Could a greater amount of restoration be required if using carbon gains from restoration activities? Would that require a greater effort to be delivered by the developer if based on the carbon (given that is determined by the excavated peat volume, so a function of the peat depth as well as the surface area affected). How much additional effort will be require to consider volume of peat displace from other carbon rich soil (peat <50cm)?

Connecting people with nature through enjoyment and recreation, learning and volunteering

Measuring the impact of Outdoor learning on nature connectedness in young people

Using the nature connectedness indicator to assess if outdoor learning increases connection to nature in young people.

Evaluating the impact of Digital Outdoor learning apps on nature connectedness in young people

Explore the impact of the digital outdoors apps in engaging young people with nature and increasing nature connectedness?  The study could focus on the new Zepto nature app NatureScot has been involved in developing.

Outdoor learning and its impacts on families of children involved

What is the health and well-being impact on the families of the children who are have regular outdoor learning and how is this changing since COVID19?

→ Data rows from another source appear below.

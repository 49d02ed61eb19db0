//! Filter Bar Component
//!
//! Search input, export button, and the category filter chips.

use leptos::prelude::*;

use crate::context::AppContext;
use crate::export::{self, ExportError};
use crate::models::{Kategori, KategoriFilter};
use crate::notify::use_toasts;
use crate::store::{use_app_store, AppStateStoreFields};

/// Filter chips. "Semua" plus every category, including "Lainnya"
/// which the form cannot assign but existing data may carry.
const FILTER_CHIPS: &[KategoriFilter] = &[
    KategoriFilter::Semua,
    KategoriFilter::Kategori(Kategori::Umum),
    KategoriFilter::Kategori(Kategori::Sembako),
    KategoriFilter::Kategori(Kategori::Elektronik),
    KategoriFilter::Kategori(Kategori::Minuman),
    KategoriFilter::Kategori(Kategori::Lainnya),
];

#[component]
pub fn FilterBar() -> impl IntoView {
    let ctx = expect_context::<AppContext>();
    let store = use_app_store();
    let toasts = use_toasts();

    // Exports the whole collection, not the filtered view
    let on_export = move |_| {
        let items = store.items().get();
        let nama_toko = ctx
            .session
            .with(|s| s.as_ref().map(|s| s.user.nama_toko.clone()))
            .unwrap_or_default();
        match export::download_report(&items, &nama_toko) {
            Ok(()) => {}
            Err(ExportError::Empty) => toasts.error("Gudang kosong"),
            Err(err) => {
                web_sys::console::error_1(&format!("[EXPORT] {err}").into());
                toasts.error("Gagal ekspor");
            }
        }
    };

    view! {
        <div class="filter-bar">
            <div class="search-row">
                <input
                    type="text"
                    class="search-input"
                    placeholder="Cari barang..."
                    prop:value=move || store.search_term().get()
                    on:input=move |ev| store.search_term().set(event_target_value(&ev))
                />
                <button class="export-btn" on:click=on_export>"Excel"</button>
            </div>
            <div class="filter-chips">
                {FILTER_CHIPS
                    .iter()
                    .map(|chip| {
                        let chip = *chip;
                        let is_active = move || store.filter_kategori().get() == chip;
                        view! {
                            <button
                                class=move || if is_active() { "chip active" } else { "chip" }
                                on:click=move |_| store.filter_kategori().set(chip)
                            >
                                {chip.label()}
                            </button>
                        }
                    })
                    .collect_view()}
            </div>
        </div>
    }
}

Health & wellbeing benefits to teachers engaging in Outdoor learning

What is the health and well-being impact on teachers who regularly take outdoor learning and how is this changing since COVID19

How can we best improve the Scottish nature and landscape based content in Scottish secondary curriculum?

What Scottish nature and landscape content is currently included in the CfE and how can this be improved to enhance learning and increase climate-nature literacy?  The project could contribute to the SQA revised content/ STEM with recommendations and exemplars of practice.

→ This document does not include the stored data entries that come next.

//! Frontend Models
//!
//! Data structures matching the inventory backend's JSON shapes.

use serde::{Deserialize, Serialize};

/// Item category, fixed set defined by the backend
#[derive(Debug, Clone, Copy, PartialEq, Eq, Hash, Serialize, Deserialize, Default)]
pub enum Kategori {
    #[default]
    Umum,
    Sembako,
    Elektronik,
    Minuman,
    Lainnya,
}

impl Kategori {
    pub fn as_str(&self) -> &'static str {
        match self {
            Kategori::Umum => "Umum",
            Kategori::Sembako => "Sembako",
            Kategori::Elektronik => "Elektronik",
            Kategori::Minuman => "Minuman",
            Kategori::Lainnya => "Lainnya",
        }
    }

    pub fn from_str(s: &str) -> Self {
        match s {
            "Sembako" => Kategori::Sembako,
            "Elektronik" => Kategori::Elektronik,
            "Minuman" => Kategori::Minuman,
            "Lainnya" => Kategori::Lainnya,
            _ => Kategori::Umum,
        }
    }
}

/// Category filter for the item list. "Semua" is a filter-only value,
/// not a real category an item can have.
#[derive(Debug, Clone, Copy, PartialEq, Eq, Default)]
pub enum KategoriFilter {
    #[default]
    Semua,
    Kategori(Kategori),
}

impl KategoriFilter {
    pub fn label(&self) -> &'static str {
        match self {
            KategoriFilter::Semua => "Semua",
            KategoriFilter::Kategori(k) => k.as_str(),
        }
    }

    /// Whether an item with the given category passes this filter
    pub fn matches(&self, kategori: Kategori) -> bool {
        match self {
            KategoriFilter::Semua => true,
            KategoriFilter::Kategori(k) => *k == kategori,
        }
    }
}

/// Stock item (matches backend)
#[derive(Debug, Clone, PartialEq, Serialize, Deserialize)]
pub struct Item {
    pub id: u32,
    pub nama: String,
    pub harga: f64,
    pub stok: u32,
    pub kategori: Kategori,
    pub satuan: String,
}

/// Create/update payload: the item fields sans id. The backend assigns
/// ids and writes the activity log as a side effect of every mutation.
#[derive(Debug, Clone, PartialEq, Serialize)]
pub struct ItemDraft {
    pub nama: String,
    pub harga: f64,
    pub stok: u32,
    pub kategori: Kategori,
    pub satuan: String,
}

/// Action tag on an activity log entry
#[derive(Debug, Clone, Copy, PartialEq, Eq)]
pub enum LogAksi {
    Tambah,
    Edit,
    Hapus,
    /// Unknown tag from a newer backend
    Lain,
}

impl LogAksi {
    pub fn from_tag(s: &str) -> Self {
        match s {
            "TAMBAH" => LogAksi::Tambah,
            "EDIT" => LogAksi::Edit,
            "HAPUS" => LogAksi::Hapus,
            _ => LogAksi::Lain,
        }
    }
}

impl<'de> Deserialize<'de> for LogAksi {
    fn deserialize<D>(deserializer: D) -> Result<Self, D::Error>
    where
        D: serde::Deserializer<'de>,
    {
        let tag = String::deserialize(deserializer)?;
        Ok(LogAksi::from_tag(&tag))
    }
}

/// Activity log entry, computed server-side on every item mutation.
/// The client only ever reads these, newest first per backend ordering.
#[derive(Debug, Clone, PartialEq, Deserialize)]
pub struct LogEntry {
    pub id: u32,
    pub aksi: LogAksi,
    pub rincian: String,
    #[serde(rename = "createdAt")]
    pub created_at: String,
}

/// Authenticated user profile (matches backend)
#[derive(Debug, Clone, PartialEq, Serialize, Deserialize)]
pub struct User {
    pub id: u32,
    #[serde(rename = "namaToko")]
    pub nama_toko: String,
}

/// Login response, persisted across reloads
#[derive(Debug, Clone, PartialEq, Serialize, Deserialize)]
pub struct Session {
    pub token: String,
    pub user: User,
}

#[cfg(test)]
mod tests {
    use super::*;

    #[test]
    fn test_kategori_round_trip() {
        assert_eq!(Kategori::Sembako.as_str(), "Sembako");
        assert_eq!(Kategori::from_str("Minuman"), Kategori::Minuman);
        // Unknown strings fall back to the default category
        assert_eq!(Kategori::from_str("???"), Kategori::Umum);
    }

    #[test]
    fn test_kategori_serde_uses_backend_strings() {
        let json = serde_json::to_string(&Kategori::Elektronik).unwrap();
        assert_eq!(json, "\"Elektronik\"");
        let back: Kategori = serde_json::from_str(&json).unwrap();
        assert_eq!(back, Kategori::Elektronik);
    }

    #[test]
    fn test_filter_semua_matches_everything() {
        assert!(KategoriFilter::Semua.matches(Kategori::Umum));
        assert!(KategoriFilter::Semua.matches(Kategori::Lainnya));
        let only_minuman = KategoriFilter::Kategori(Kategori::Minuman);
        assert!(only_minuman.matches(Kategori::Minuman));
        assert!(!only_minuman.matches(Kategori::Umum));
    }

    #[test]
    fn test_log_entry_deserialization() {
        let json = r#"{"id":3,"aksi":"TAMBAH","rincian":"Barang baru: Kopi","createdAt":"2024-05-01T09:30:00Z"}"#;
        let entry: LogEntry = serde_json::from_str(json).unwrap();
        assert_eq!(entry.aksi, LogAksi::Tambah);
        assert_eq!(entry.rincian, "Barang baru: Kopi");
    }

    #[test]
    fn test_log_aksi_unknown_tag() {
        let entry: LogAksi = serde_json::from_str("\"RESTOK\"").unwrap();
        assert_eq!(entry, LogAksi::Lain);
    }

    #[test]
    fn test_session_serde_rename() {
        let json = r#"{"token":"abc","user":{"id":1,"namaToko":"Toko Jaya"}}"#;
        let session: Session = serde_json::from_str(json).unwrap();
        assert_eq!(session.user.nama_toko, "Toko Jaya");
        let back = serde_json::to_string(&session.user).unwrap();
        assert!(back.contains("namaToko"));
    }
}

Defining and measuring changes in climate-nature literacy

What do we mean by climate-nature literacy in Scotland and how could we influence and measure changes to it among the adult population?

Investigating the reasons behind people’s satisfaction levels with their local greenspace

Through surveys or other means, find out why people rate their local greenspace as they do? This could compare types of areas and / or greenspace.  It would help build a picture of the main aspects that people value.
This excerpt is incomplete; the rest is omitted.